Any other wrinkles, Big Red Car?

Yes, dear reader.

 1. The Chinese have an open bias toward a “weak” yuan which allows them to sell more goods produced in China into foreign markets, particularly the United States. In reality, the yuan is likely twice as strong versus the US dollar as exchange rates indicate.

If the Chinese allowed the yuan to float to its actual value, exports would likely be reduced by as much as 50% based solely on supply v demand and pricing equilibrium. If prices go up, demand will dampen.

 2. We can tell the Chinese exhibit and create this bias by engaging in a PPP analysis — Purchasing Power Parity — wherein a basket of identical goods is priced in two countries and the cost is compared. If the comparison is fair, then the currency exchange rate should be close to the comparison of the relative costs.

 3. In the instance of the US and China, the market driven exchange rate is about twice the PPP calculated exchange rate proving the Chinese are artificially manipulating their currency to be cheaper and thus allowing China a better price point from which to export goods manufactured in China to other countries like the United States.

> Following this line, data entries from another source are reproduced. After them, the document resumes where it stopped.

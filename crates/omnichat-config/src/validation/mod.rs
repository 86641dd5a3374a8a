//! Full configuration validation.
//!
//! Each section has its own validator; [`validate`] collects every error
//! into a single `ConfigError`, and [`sanitize`] resets the sections that
//! fail back to their defaults.

mod helpers;


use omnichat_common::ConfigError;

use crate::schema::{
    EmbeddingConfig, GeminiConfig, LayoutConfig, LoggingConfig, ModelsConfig, OmniChatConfig,
    WindowConfig,
};
use helpers::{validate_range, validate_range_f64, validate_url};

/// Run all validations on a config, collecting all errors.
pub fn validate(config: &OmniChatConfig) -> Result<(), ConfigError> {
    let mut errors = Vec::new();
    validate_embedding(&mut errors, &config.embedding);
    validate_models(&mut errors, &config.models);
    validate_gemini(&mut errors, &config.gemini);
    validate_window(&mut errors, &config.window);
    validate_layout(&mut errors, &config.layout);
    validate_logging(&mut errors, &config.logging);

    if errors.is_empty() {
        Ok(())
    } else {
        Err(ConfigError::ValidationError(errors.join("; ")))
    }
}

/// Reset every invalid section to its default. Returns the problems found.
pub fn sanitize(config: &mut OmniChatConfig) -> Vec<String> {
    let mut problems = Vec::new();
    reset_if_invalid(&mut problems, &mut config.embedding, validate_embedding);
    reset_if_invalid(&mut problems, &mut config.models, validate_models);
    reset_if_invalid(&mut problems, &mut config.gemini, validate_gemini);
    reset_if_invalid(&mut problems, &mut config.window, validate_window);
    reset_if_invalid(&mut problems, &mut config.layout, validate_layout);
    reset_if_invalid(&mut problems, &mut config.logging, validate_logging);
    problems
}

fn reset_if_invalid<T: Default>(
    problems: &mut Vec<String>,
    section: &mut T,
    check: fn(&mut Vec<String>, &T),
) {
    let mut errors = Vec::new();
    check(&mut errors, section);
    if !errors.is_empty() {
        *section = T::default();
        problems.extend(errors);
    }
}

fn validate_embedding(errors: &mut Vec<String>, c: &EmbeddingConfig) {
    validate_range(errors, "embedding.fallback_timeout_ms", c.fallback_timeout_ms, 250, 30_000);
    validate_range(errors, "embedding.poll_interval_ms", c.poll_interval_ms, 16, 5_000);
    validate_range(errors, "embedding.settle_delay_ms", c.settle_delay_ms, 0, 2_000);
    validate_range(errors, "embedding.activation_delay_ms", c.activation_delay_ms, 0, 2_000);
    if c.label_prefix.trim().is_empty() {
        errors.push("embedding.label_prefix must not be empty".into());
    }
}

fn validate_models(errors: &mut Vec<String>, c: &ModelsConfig) {
    validate_url(errors, "models.chatgpt_url", &c.chatgpt_url);
    validate_url(errors, "models.claude_url", &c.claude_url);
    validate_url(errors, "models.gemini_url", &c.gemini_url);
}

fn validate_gemini(errors: &mut Vec<String>, c: &GeminiConfig) {
    if c.model.trim().is_empty() {
        errors.push("gemini.model must not be empty".into());
    }
    validate_range_f64(errors, "gemini.temperature", c.temperature, 0.0, 2.0);
    validate_range_f64(errors, "gemini.top_p", c.top_p, 0.0, 1.0);
    validate_range(errors, "gemini.top_k", c.top_k, 1, 100);
    validate_range(errors, "gemini.max_tokens", c.max_tokens, 1, 65_536);
}

fn validate_window(errors: &mut Vec<String>, c: &WindowConfig) {
    validate_range(errors, "window.width", c.width, 400, 7_680);
    validate_range(errors, "window.height", c.height, 300, 4_320);
}

fn validate_layout(errors: &mut Vec<String>, c: &LayoutConfig) {
    validate_range(errors, "layout.header_height", c.header_height, 0, 200);
    validate_range(errors, "layout.content_inset_top", c.content_inset_top, 0, 200);
    validate_range(errors, "layout.gap", c.gap, 0, 100);
    validate_range(errors, "layout.compare_breakpoint", c.compare_breakpoint, 0, 4_000);
}

fn validate_logging(errors: &mut Vec<String>, c: &LoggingConfig) {
    if c.level.trim().is_empty() {
        errors.push("logging.level must not be empty".into());
    }
}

 4. In the past, the Chinese have conducted massive devaluations of their currency to effectively “reset” the value of the yuan. This has been purely political. It is also a way to mark inflation to the market.

 5. As a Communist country, a supporter of Russia in all its wickedness, a supporter of Russia’s Ukraine war, an ally with Russia, North Korea, and Iran, and the threatened invader of peaceful Taiwan, China is no altar boy and the market emotion associated with war would absolutely devastate the Chinese economy.

Bottom line it, Big Red Car

We know the Chinese are cheaters, always have been, and always will be so finding out they manipulate their currency by interfering directly in currency markets is no surprise, is it? No surprise they want their currency to be cheap to sell more goods overseas.

The reason the Chinese have such huuuuuuge holdings of USD denominated holdings is because they need that massive balance sheet in USD to intervene in the currency market when the yuan is weak.

One also gets a sense for how a devastating trade war based on exports/imports and tariffs could immensely damage China and destroy the Chines yuan v US dollar peg.

This is why the Chinese sent their #2 guy to Switzerland to meet for three long and intense days with the US Secretary of the Treasury and the US  Trade Representative. 

But, hey, what the Hell do I really know anyway? I’m just a Big Red Car.